* _Instructions to follow_
For the records that follow, please set down exactly the lines between the one holding "pub mod config;" and the one holding "pub use crate::config::LensConfig;", inclusive, and only those.

Items listed in a dataset:
= Beginning of Section =

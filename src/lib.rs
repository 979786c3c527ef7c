//! # QueryLens
//!
//! Semi-automatic refinement of Boolean search queries for systematic review
//! literature search.
//!
//! A client sends a query over a streaming channel. QueryLens compiles it
//! with a search dialect, generates one-step variations with a fixed set of
//! transformation operators, predicts the most promising variation with a
//! learned ranking model, evaluates every query against the client's relevant
//! documents and streams the results back sorted by F1.
//!
//! ## Layout
//!
//! - [`dialect`]: query languages (MEDLINE/Ovid, PubMed) to and from [`query::Query`]
//! - [`transform`]: transformation operators and the variation generator
//! - [`select`]: feature extraction and the tree ensemble selector
//! - [`retrieval`]: backends and result caches
//! - [`eval`]: judgments and precision/recall/F1
//! - [`session`]: the per-connection pipeline and its wire protocol
//! - [`plugin`] and [`server`]: the HTTP/WebSocket host

pub mod cli;
pub mod config;
pub mod dialect;
pub mod error;
pub mod eval;
pub mod plugin;
pub mod query;
pub mod resources;
pub mod retrieval;
pub mod select;
pub mod server;
pub mod session;
pub mod transform;

pub mod prelude {
    pub use crate::config::LensConfig;
    pub use crate::error::{QueryLensError, Result};
    pub use crate::query::{Field, Keyword, Query};
    pub use crate::session::{LensEngine, LensRequest, LensResponse, Session};
}

// Version information
pub const VERSION: &str = env!("CARGO_PKG_VERSION");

= End of Section =

* _Written response_
pub mod config;
pub mod dialect;
pub mod error;
pub mod eval;
pub mod plugin;
pub mod query;
pub mod resources;
pub mod retrieval;
pub mod select;
pub mod server;
pub mod session;
pub mod transform;

pub mod prelude {
    pub use crate::config::LensConfig;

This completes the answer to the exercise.